Кожухов сел на полке, потом резко соскочил вниз. Эта мысль — вполне очевидная, если вдуматься, — никогда не приходила ему в голову.
— Но кого ж ты так предупредишь? Что, по-человечески сказать было нельзя?
— А я знала? Откуда мне каждый раз знать? Может, это просто — типа: «Люди, будьте бдительны»…
Иногда ему казалось, что он все еще спит. Но нет, в купе пахло ее табаком, и сама она сидела напротив, живая. Он хотел ее потрогать, но удержался.
— И кто ж тебя снимал?
— Отстань. Может, я не предупреждала никого. Может, я вообще ни при чем.
— Слушай, хватит!
— А что — хватит? Я же не сама появляюсь. Что, ты думал — беру и рекламное время покупаю?
— Нет, что не сама — это ясно. А вот кто тебя так…
— А ты считай, что я не знаю.
— Считать? Или не знаешь?
— А какая разница? После — не значит вследствие, должен помнить.
— Я-то помню, — Кожухов все меньше боялся, все больше злился. Его опять водили за нос, и опять она ускользала за свои дурацкие ложные многозначительности, но игра эта оплачивалась чужой кровью, и это было уже совсем не смешно. — Но тогда объясни мне, потому что сколько можно темнить?! Чего ты хочешь, в конце концов?
— Я? Чего я могу хотеть?
— Дозняк свой ты хочешь, это я уже понял. Покупаешь на это свои дозняки. Но им-то ты зачем, которые тебе платят?
— Ах, да при чем тут, — сказала она тоскливо. — Как ты все умудряешься не про то и не про то… Ты думаешь, я сама понимаю, почему это бывает? В этом и ужас весь: я же ничего не хочу. Я это как-то делаю. Пока меня не было, ничего не было, а как я появлюсь — так оно и начинается. И так везде, понимаешь? Где я, там начнется.
— Ну, а они-то кто? Домокс этот долбаный?!
— Да нет никакого домокса.
— А кто тебя крутил по всем каналам?
— Откуда я знаю.
— Но ведь снимать-то должен был кто-то! Чушь эту невыносимую тебе должен был кто-то писать! «Некоторые не могут понять, почему на самом деле не нужно»!
— Что-то ты не про то думаешь, — сказала она и опять поглядела на него в упор, и поезд подозрительно накренился на повороте.
— А про что мне думать?
— А про то, что ты меня опять видишь. В последний раз когда виделись, в лифте, помнишь?
— Помню, — сказал Кожухов севшим голосом.
— Что через день было — помнишь?
Он помнил.

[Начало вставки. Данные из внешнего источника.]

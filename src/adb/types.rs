// Core device and transport types shared by the bridge and wire backends
use serde::{Deserialize, Serialize};
use std::fmt;
use std::str::FromStr;

pub const DEFAULT_ADB_PORT: u16 = 5555;

/// An Android TV device known to the registry.
///
/// `id` is always `ip:port`; it is the dedup key for the registry and the map
/// key for active connections.
#[derive(Debug, Clone, PartialEq, Eq, Serialize, Deserialize)]
#[serde(rename_all = "camelCase")]
pub struct Device {
    pub id: String,
    pub name: String,
    pub ip: String,
    pub port: u16,
    #[serde(default, skip_serializing_if = "Option::is_none")]
    pub model: Option<String>,
    #[serde(default, skip_serializing_if = "Option::is_none")]
    pub manufacturer: Option<String>,
    // the relay echoes devices with snake_case keys
    #[serde(
        default,
        alias = "android_version",
        skip_serializing_if = "Option::is_none"
    )]
    pub android_version: Option<String>,
}

impl Device {
    pub fn new(ip: &str, port: u16, name: Option<&str>) -> Self {
        let name = match name.map(str::trim) {
            Some(n) if !n.is_empty() => n.to_string(),
            _ => format!("Android TV ({ip})"),
        };
        Self {
            id: Self::make_id(ip, port),
            name,
            ip: ip.to_string(),
            port,
            model: None,
            manufacturer: None,
            android_version: None,
        }
    }

    pub fn make_id(ip: &str, port: u16) -> String {
        format!("{ip}:{port}")
    }

    /// Socket address string used by the wire transport.
    pub fn address(&self) -> String {
        Self::make_id(&self.ip, self.port)
    }

    // The relay reports missing properties as empty strings
    pub(crate) fn normalized(mut self) -> Self {
        for field in [
            &mut self.model,
            &mut self.manufacturer,
            &mut self.android_version,
        ] {
            if field.as_deref().is_some_and(|v| v.trim().is_empty()) {
                *field = None;
            }
        }
        if self.id.is_empty() {
            self.id = Self::make_id(&self.ip, self.port);
        }
        self
    }
}

/// Per-device connection state. Exactly one variant holds at any time.
#[derive(Debug, Clone, PartialEq, Eq, Default)]
pub enum ConnectionState {
    #[default]
    Disconnected,
    Connecting,
    Connected { device: Device },
    Failed { reason: String },
}

impl ConnectionState {
    pub fn is_connected(&self) -> bool {
        matches!(self, ConnectionState::Connected { .. })
    }
}

impl fmt::Display for ConnectionState {
    fn fmt(&self, f: &mut fmt::Formatter<'_>) -> fmt::Result {
        match self {
            ConnectionState::Disconnected => write!(f, "disconnected"),
            ConnectionState::Connecting => write!(f, "connecting"),
            ConnectionState::Connected { device } => write!(f, "connected to {}", device.name),
            ConnectionState::Failed { reason } => write!(f, "failed: {reason}"),
        }
    }
}

#[derive(Debug, Clone, PartialEq, Eq, Serialize, Deserialize)]
#[serde(rename_all = "camelCase")]
pub struct AppInfo {
    pub package_name: String,
    pub label: String,
    #[serde(default, skip_serializing_if = "Option::is_none")]
    pub icon: Option<String>,
    #[serde(default)]
    pub is_system: bool,
}

impl AppInfo {
    /// Third-party app entry with a label guessed from the package name,
    /// e.g. `com.netflix.ninja_tv` -> `Ninja Tv`.
    pub fn from_package(package_name: &str) -> Self {
        let last = package_name.rsplit('.').next().unwrap_or(package_name);
        let label = last
            .replace('_', " ")
            .split_whitespace()
            .map(|word| {
                let mut chars = word.chars();
                match chars.next() {
                    Some(first) => {
                        first.to_uppercase().collect::<String>() + &chars.as_str().to_lowercase()
                    }
                    None => String::new(),
                }
            })
            .collect::<Vec<_>>()
            .join(" ");
        Self {
            package_name: package_name.to_string(),
            label,
            icon: None,
            is_system: false,
        }
    }
}

// Screenshot result with metadata read from the image header
#[derive(Debug, Clone, Serialize)]
pub struct ScreenshotCapture {
    pub bytes: Vec<u8>,
    pub format: Option<String>,
    pub width: Option<u32>,
    pub height: Option<u32>,
    pub duration_ms: u128,
}

impl ScreenshotCapture {
    pub fn from_bytes(bytes: Vec<u8>, duration_ms: u128) -> Self {
        let format = image::guess_format(&bytes)
            .ok()
            .map(|f| format!("{f:?}").to_lowercase());
        let dimensions = image::ImageReader::new(std::io::Cursor::new(&bytes))
            .with_guessed_format()
            .ok()
            .and_then(|reader| reader.into_dimensions().ok());
        Self {
            format,
            width: dimensions.map(|(w, _)| w),
            height: dimensions.map(|(_, h)| h),
            bytes,
            duration_ms,
        }
    }
}

/// Which transport strategy the connection manager builds for new devices.
#[derive(Debug, Clone, Copy, PartialEq, Eq, Default, Serialize, Deserialize)]
#[serde(rename_all = "lowercase")]
pub enum TransportKind {
    #[default]
    Bridge,
    Wire,
}

impl TransportKind {
    pub fn as_str(&self) -> &'static str {
        match self {
            TransportKind::Bridge => "bridge",
            TransportKind::Wire => "wire",
        }
    }
}

impl fmt::Display for TransportKind {
    fn fmt(&self, f: &mut fmt::Formatter<'_>) -> fmt::Result {
        f.write_str(self.as_str())
    }
}

impl FromStr for TransportKind {
    type Err = String;

    fn from_str(s: &str) -> Result<Self, Self::Err> {
        match s.to_ascii_lowercase().as_str() {
            "bridge" => Ok(TransportKind::Bridge),
            "wire" => Ok(TransportKind::Wire),
            other => Err(format!("unknown transport '{other}', expected 'bridge' or 'wire'")),
        }
    }
}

Через день рухнул железнодорожный мост, больше двухсот жертв.
— Ну и думай, — сказала она. — Думай теперь, ехать тебе в Москву или как.
Она засмеялась, и Кожухова передернуло от этого хриплого смеха — так смеются те, кто уже по многу раз продал и перепродал последнее, и всех, и себя.
— Что ж ты не сдохнешь никак? — с ненавистью спросил Кожухов. — Столько лет колешься, а не сдохнешь. Другие за три года спекаются, а тебе хоть бы хны.
— Ну, за меня-то ты не бойся, — сказала она. — Бойся-то ты за себя. Я-то сейчас сойду, а ты-то поедешь дальше.